Успешная карьера придворного предполагает, помимо прочего, наличие чутких ушей. Вокруг Жанны и виконта тут же образовался небольшой кружок.

— Мой отец путался с колдуньями, — начал виконт, пристально глядя на Жанну. — Испытывал к ним непреодолимый интерес. Что, конечно же, не могло довести до добра христианина. Увы, он настолько запутался, привороженный тайными зельями, что только хороший костер смог освободить его от наведенных чар. Но из пылающего костра ведьма в последние минуты жизни прокляла его и его потомство. Сначала, конечно, над этим все посмеялись. Но проклятье начало сбываться. Великий казначей Франции, каким был мой отец, был неграмотной ведьме, конечно же, не по зубам, но зато уж на нас, детях, она отыгралась. Лишь по воле моей драгоценной матушки я не получил при рождении титул графа Клермон — иначе я бы сейчас с вами не разговаривал. А вот оба моих сводных брата, положенные в колыбельки под графской короной, умерли во младенчестве. Да и мое здоровье в детстве было постоянно под угрозой. И это при том, что многочисленные бастарды моего батюшки отличались редкостной живучестью в отличие от нас, законных отпрысков. Как тут не увериться, что проклятье довлеет над нашим родом? Вот почему мне так дорог скромный плащ виконта де Шатолу, суровый, нравственный образ жизни, лишенный всяких искушений и подчиненный лишь долгу, отечеству и королю.

Виконт расчувствовался от собственного рассказа и, похоже, сам поверил в то, что наплел.

— Да, господа, — подчеркнул он. — Проклятье — бремя королевское. А вы, прекрасная Жанна, сталкивались когда-нибудь с колдуньями?

— Упаси боже, — отмахнулась Жанна.

— А говорят, в Ренне их предостаточно… — невинно заметил виконт. — Говорили, что совсем недавно нашли и сожгли еще одну…

— Не знаю, — отрезала Жанна в отчаянии.

Ее спасла герцогиня Анна, как и обещала, вызвав к себе по важному делу.
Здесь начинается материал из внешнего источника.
use nix::sys::wait::{waitpid, WaitPidFlag};
use nix::unistd::Pid;
use syscalls::Sysno;

use crate::error::{Error, Result};
use crate::event::{self, StopEvent};
use crate::seccomp;

pub mod dispatch;
pub mod handlers;
pub mod memory;
pub mod ptracer;
pub mod registry;
pub mod state;

use ptracer::{Ptracer, ResumeMode};
use registry::Registry;

/// Single-threaded supervisor driving every tracee of one sandboxed run.
///
/// Tracees execute in parallel with the supervisor only while resumed; the
/// sole suspension point is `waitpid(-1)` in `next_event`, and the
/// registry and ancestor stack are owned here exclusively. Scheduling is
/// the child-runs-first discipline: after a fork the new child is advanced
/// until it terminates, then its parent is resumed.
pub struct Supervisor {
    registry: Registry,
    tracer: Ptracer,
    /// Tracee to resume on entry to the next wait.
    resume_target: Pid,
    root: Pid,
    exit_code: i32,
    done: bool,
    /// Pre-4.8 kernels deliver a syscall entry-stop between the seccomp
    /// event and the exit-stop; the only version-dependent branch.
    drain_entry_stop: bool,
    debug: u8,
}

impl Supervisor {
    /// The root tracee must already be stopped with its ptrace options set
    /// (see `spawn::spawn_traced`).
    pub fn new(root: Pid, debug: u8) -> Self {
        let drain_entry_stop = kernel_needs_entry_drain();
        if drain_entry_stop {
            log::info!("pre-4.8 kernel: syscall entry-stops will be drained");
        }

        let mut registry = Registry::new();
        registry.insert(root);

        Self {
            registry,
            tracer: Ptracer::new(),
            resume_target: root,
            root,
            exit_code: 0,
            done: false,
            drain_entry_stop,
            debug,
        }
    }

    /// Drive all tracees to completion and return the root's exit code
    /// (`128 + signal` if it died by signal).
    pub fn run(&mut self) -> Result<i32> {
        // Seccomp only reports pre-hook events under PTRACE_CONT; when a
        // handler wants the syscall-exit stop as well we resume with
        // PTRACE_SYSCALL instead. That choice lives here.
        let mut want_post_hook = false;

        while !self.done {
            let (pid, stop) = self.next_event(self.resume_target, want_post_hook)?;
            self.resume_target = pid;

            match stop {
                StopEvent::Seccomp => {
                    want_post_hook = self.handle_seccomp(pid)?;
                }
                StopEvent::SyscallStop => {
                    if self.drain_entry_stop {
                        let state = self.registry.get_mut(pid)?;
                        if state.is_pre_exit {
                            // Entry-stop; the pre-hook already ran at the
                            // seccomp event. Take the exit-stop next.
                            state.is_pre_exit = false;
                            want_post_hook = true;
                            continue;
                        }
                    }
                    self.tracer.update(pid)?;
                    self.handle_post_syscall(pid)?;
                    want_post_hook = false;
                }
                StopEvent::Fork | StopEvent::Vfork => {
                    // Normally drained by the reconciler at pre-hook time;
                    // reaching here means the event was observed on its
                    // own and the child is already registered.
                    log::debug!("[pid {pid}] late {stop} event");
                }
                StopEvent::CloneEvent => {
                    log::debug!("[pid {pid}] clone event");
                }
                StopEvent::Exec => {
                    log::debug!("[pid {pid}] exec event; the new image stays traced");
                }
                StopEvent::SignalStop(signal) => {
                    log::debug!("[pid {pid}] intercepted {signal}; delivering on next resume");
                    self.registry.get_mut(pid)?.signal_to_deliver = Some(signal);
                }
                StopEvent::Exited(code) => {
                    log::debug!("[pid {pid}] exited with status {code}");
                    if pid == self.root {
                        self.exit_code = code;
                    }
                    self.handle_exit(pid);
                }
                StopEvent::KilledBySignal(signal) => {
                    log::debug!("[pid {pid}] killed by {signal}");
                    if pid == self.root {
                        self.exit_code = 128 + signal as i32;
                    }
                    self.handle_exit(pid);
                }
            }
        }

        debug_assert!(
            self.registry.is_empty(),
            "supervisor finished with live tracees"
        );
        Ok(self.exit_code)
    }

    /// Resume `resume` and block until any tracee stops.
    ///
    /// The pending signal is taken in the same step as the resume that
    /// injects it, so it is delivered exactly once and only to its own
    /// tracee.
    fn next_event(&mut self, resume: Pid, want_post_hook: bool) -> Result<(Pid, StopEvent)> {
        let signal = self.registry.get_mut(resume)?.take_pending_signal();
        let mode = if want_post_hook {
            ResumeMode::SyscallTrap
        } else {
            ResumeMode::Continue
        };
        self.tracer.resume(resume, mode, signal)?;

        let status = waitpid(None::<Pid>, Some(WaitPidFlag::__WALL)).map_err(Error::Wait)?;
        let (pid, stop) = event::classify(status)?;
        log::trace!("[pid {pid}] stop: {stop}");
        Ok((pid, stop))
    }

    /// Seccomp pre-hook stop. The event message carries the filter's match
    /// data: the syscall number, or the no-rule sentinel.
    fn handle_seccomp(&mut self, pid: Pid) -> Result<bool> {
        let message = self.tracer.event_message(pid)?;
        if (message & 0xFFFF) as u16 == seccomp::NO_RULE_SENTINEL {
            // The filter trapped a syscall it has no rule for.
            self.tracer.update(pid)?;
            let number = self.tracer.syscall_number();
            let name = Sysno::new(number as usize).map_or("?", |s| s.name());
            return Err(Error::NoFilterRule { number, name });
        }

        self.tracer.update(pid)?;
        self.handle_pre_syscall(pid)
    }

    /// Dispatch the pre-hook for the syscall the stopped tracee entered.
    /// Returns whether the next resume should stop at syscall-exit.
    fn handle_pre_syscall(&mut self, pid: Pid) -> Result<bool> {
        let number = self.tracer.syscall_number();
        let handler = dispatch::dispatch(number)?;
        let sysno = handler.sysno();

        let want_post;
        {
            let state = self.registry.get_mut(pid)?;
            let time = state.tick();
            log::debug!(
                "[time {time}][pid {pid}] intercepted {} (#{number})",
                handler.name()
            );
            want_post = handler.enter(state, &mut self.tracer)?;
            state.current_syscall = Some(handler);
            if self.drain_entry_stop {
                state.is_pre_exit = true;
            }
        }

        // The fork family is resolved synchronously: the next events for
        // this tracee are known to be the fork event and the child's first
        // stop, in either order. Post-hook interception is skipped.
        if matches!(sysno, Sysno::fork | Sysno::vfork | Sysno::clone) {
            self.reconcile_fork(pid)?;
            return Ok(false);
        }

        if self.drain_entry_stop {
            // The entry-stop is owed regardless of what the handler wants.
            return Ok(true);
        }
        // At -vvv take every exit-stop so return values land in the log.
        Ok(if self.debug >= 3 { true } else { want_post })
    }

    /// Syscall-exit stop: run the post-hook of the syscall in flight.
    fn handle_post_syscall(&mut self, pid: Pid) -> Result<()> {
        let state = self.registry.get_mut(pid)?;
        let handler = state
            .current_syscall
            .take()
            .ok_or_else(|| Error::UnexpectedStop {
                pid,
                what: "syscall-exit with no syscall in flight".into(),
            })?;

        log::trace!(
            "[pid {pid}] {} value before post-hook: {}",
            handler.name(),
            self.tracer.return_value()
        );
        handler.exit(state, &mut self.tracer)?;
        log::debug!(
            "[pid {pid}] {} returned {}",
            handler.name(),
            self.tracer.return_value()
        );
        Ok(())
    }

    /// Drain the events following a fork-family syscall entry and hand
    /// them to the fork reconciler.
    fn reconcile_fork(&mut self, pid: Pid) -> Result<()> {
        if self.drain_entry_stop {
            let (stopped, stop) = self.next_event(pid, true)?;
            if stop != StopEvent::SyscallStop {
                return Err(Error::UnexpectedStop {
                    pid: stopped,
                    what: format!("{stop} while draining the fork entry-stop"),
                });
            }
            self.registry.get_mut(stopped)?.is_pre_exit = false;
        }

        let (stopped, stop) = self.next_event(pid, false)?;
        self.handle_fork(stopped, stop)
    }

    /// Resolve the fork-event / child-signal-stop race.
    ///
    /// The kernel reports a new tracee twice: an event-stop in the parent
    /// and a signal-stop in the child, in no guaranteed order. Whichever
    /// arrives first, the registry ends up with the child registered, the
    /// parent parked on the ancestor stack, and the child scheduled next.
    fn handle_fork(&mut self, pid: Pid, stop: StopEvent) -> Result<()> {
        let child = match stop {
            StopEvent::Fork | StopEvent::Vfork => {
                log::debug!("[pid {pid}] fork event arrived before the child's signal-stop");
                let child = self.register_child(pid)?;

                // Wait until the child reaches its first traced stop.
                let status = waitpid(child, Some(WaitPidFlag::__WALL)).map_err(Error::Wait)?;
                let (got, _) = event::classify(status)?;
                if got != child {
                    return Err(Error::ChildMismatch { want: child, got });
                }
                child
            }
            StopEvent::SignalStop(_) => {
                log::debug!("[pid {pid}] child signal-stop arrived before the fork event");
                // Only one tracee runs the critical section at a time, so
                // the next stop must be the parent's fork event.
                let status = waitpid(None::<Pid>, Some(WaitPidFlag::__WALL)).map_err(Error::Wait)?;
                let (parent, parent_stop) = event::classify(status)?;
                match parent_stop {
                    StopEvent::Fork | StopEvent::Vfork => {}
                    other => {
                        return Err(Error::ForkRace {
                            pid: parent,
                            got: other.kind(),
                        })
                    }
                }
                let child = self.register_child(parent)?;
                if child != pid {
                    return Err(Error::ChildMismatch {
                        want: child,
                        got: pid,
                    });
                }
                child
            }
            other => {
                return Err(Error::ForkRace {
                    pid,
                    got: other.kind(),
                })
            }
        };

        // Child runs to completion first.
        self.resume_target = child;
        Ok(())
    }

    fn register_child(&mut self, parent: Pid) -> Result<Pid> {
        let child = Pid::from_raw(self.tracer.event_message(parent)? as i32);
        self.registry.push_ancestor(parent);
        self.registry.insert(child);
        log::debug!(
            "[pid {parent}] registered child {child}; ancestor depth {}",
            self.registry.ancestor_depth()
        );
        Ok(child)
    }

    /// A tracee terminated. Its parent (if any) is the next to run; with
    /// no ancestors left the whole run is over.
    fn handle_exit(&mut self, pid: Pid) {
        self.registry.remove(pid);
        log::debug!("{} tracee(s) remain", self.registry.len());
        match self.registry.pop_ancestor() {
            Some(parent) => self.resume_target = parent,
            None => self.done = true,
        }
    }
}

/// Kernels below 4.8 do not fold the syscall entry-stop into the seccomp
/// event, so the supervisor must drain one syscall-trap between the
/// seccomp stop and the exit-stop. Computed once at startup.
fn kernel_needs_entry_drain() -> bool {
    match std::fs::read_to_string("/proc/sys/kernel/osrelease") {
        Ok(release) => match parse_release(&release) {
            Some(version) => version < (4, 8),
            None => {
                log::warn!("unparseable kernel release {release:?}; assuming 4.8+");
                false
            }
        },
        Err(e) => {
            log::warn!("failed to read kernel release ({e}); assuming 4.8+");
            false
        }
    }
}

fn parse_release(release: &str) -> Option<(u32, u32)> {
    let mut parts = release.trim().split(['.', '-']);
    let major = parts.next()?.parse().ok()?;
    let minor = parts.next()?.parse().ok()?;
    Some((major, minor))
}

#[cfg(test)]
mod tests {
    use super::*;

    #[test]
    fn parses_common_release_strings() {
        assert_eq!(parse_release("5.15.0-91-generic\n"), Some((5, 15)));
        assert_eq!(parse_release("6.8.0"), Some((6, 8)));
        assert_eq!(parse_release("4.4.0-210"), Some((4, 4)));
        assert_eq!(parse_release("garbage"), None);
    }

    #[test]
    fn entry_drain_threshold_is_4_8() {
        assert!(parse_release("4.7.10").unwrap() < (4, 8));
        assert!(parse_release("4.8.0").unwrap() >= (4, 8));
        assert!(parse_release("5.10.0").unwrap() >= (4, 8));
    }
}
use nix::sys::signal::Signal;
use nix::unistd::Pid;

use super::handlers::SyscallHandler;

/// Per-tracee bookkeeping. One entry exists for every tracee that has
/// stopped and not yet been resumed.
pub struct TraceeState {
    pub pid: Pid,
    /// Counter fed to time-returning handlers, bumped once per intercepted
    /// syscall.
    logical_time: u64,
    /// Signal to inject on this tracee's next resume. One slot only: the
    /// kernel does not re-queue on our behalf, so a second signal-stop
    /// before the first is consumed overwrites it.
    pub signal_to_deliver: Option<Signal>,
    /// Pre-4.8 kernels deliver a syscall entry-stop between the seccomp
    /// event and the exit-stop; set while that entry-stop is still owed.
    pub is_pre_exit: bool,
    /// Handler for the syscall currently in flight, valid between the
    /// pre-hook and the post-hook.
    pub current_syscall: Option<Box<dyn SyscallHandler>>,
}

impl TraceeState {
    pub fn new(pid: Pid) -> Self {
        Self {
            pid,
            logical_time: 0,
            signal_to_deliver: None,
            is_pre_exit: false,
            current_syscall: None,
        }
    }

    /// Advance the logical clock, returning the new value.
    pub fn tick(&mut self) -> u64 {
        self.logical_time += 1;
        self.logical_time
    }

    pub fn logical_time(&self) -> u64 {
        self.logical_time
    }

    /// Consume the pending signal; clearing and consumption are one step so
    /// a signal is never delivered twice.
    pub fn take_pending_signal(&mut self) -> Option<Signal> {
        self.signal_to_deliver.take()
    }
}

#[cfg(test)]
mod tests {
    use super::*;

    #[test]
    fn logical_time_is_strictly_increasing() {
        let mut state = TraceeState::new(Pid::from_raw(100));
        assert_eq!(state.logical_time(), 0);
        assert_eq!(state.tick(), 1);
        assert_eq!(state.tick(), 2);
        assert_eq!(state.logical_time(), 2);
    }

    #[test]
    fn pending_signal_slot_overwrites() {
        let mut state = TraceeState::new(Pid::from_raw(100));
        state.signal_to_deliver = Some(Signal::SIGUSR1);
        state.signal_to_deliver = Some(Signal::SIGUSR2);
        assert_eq!(state.take_pending_signal(), Some(Signal::SIGUSR2));
        // Consumption clears the slot.
        assert_eq!(state.take_pending_signal(), None);
    }
}
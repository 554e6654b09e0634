use anyhow::Context;
use clap::Parser;

mod cli;
mod error;
mod event;
mod seccomp;
mod spawn;
mod tracer;

use tracer::Supervisor;

fn main() -> anyhow::Result<()> {
    let args = cli::Args::parse();

    env_logger::Builder::new()
        .filter_level(args.log_level())
        .parse_default_env()
        .init();

    if !cfg!(all(target_os = "linux", target_arch = "x86_64")) {
        anyhow::bail!("detbox only supports Linux on x86_64");
    }

    let root = spawn::spawn_traced(&args.command).context("failed to spawn traced command")?;
    log::info!("tracing {} as pid {root}", args.command.join(" "));

    let mut supervisor = Supervisor::new(root, args.verbose);
    let exit_code = supervisor.run().context("supervision failed")?;

    std::process::exit(exit_code);
}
У Жанны тряслись руки, когда она самым быстрым (подобающим придворной даме) шагом удалялась от мило улыбающегося виконта.

* * *

Вернувшись в Аквитанский отель, Жанна села за письмо Жаккетте. (А через нее — и рыжему пирату.)

«Без твоей помощи мы пропадем. Мне без тебя очень плохо», — написала Жанна без всяких прикрас.

Впрочем, самое главное должен был сказать на словах Жерар.

Жанна попросила выехать его в дорогу, не теряя ни мгновения, покинуть город как можно раньше.

Жанна рассудила так: надо вывести Жерара из-под удара, а там будет видно, хуже, чем сейчас, все равно не станет. История с раскрашенным черепом — явно дело рук виконта. Филиппа так и не нашлась, а ведь это именно она указала путь к колдунье Мефрэ. Кому еще, кроме безумного Бурбона, потребовалась бретонская кухарка Аквитанского отеля?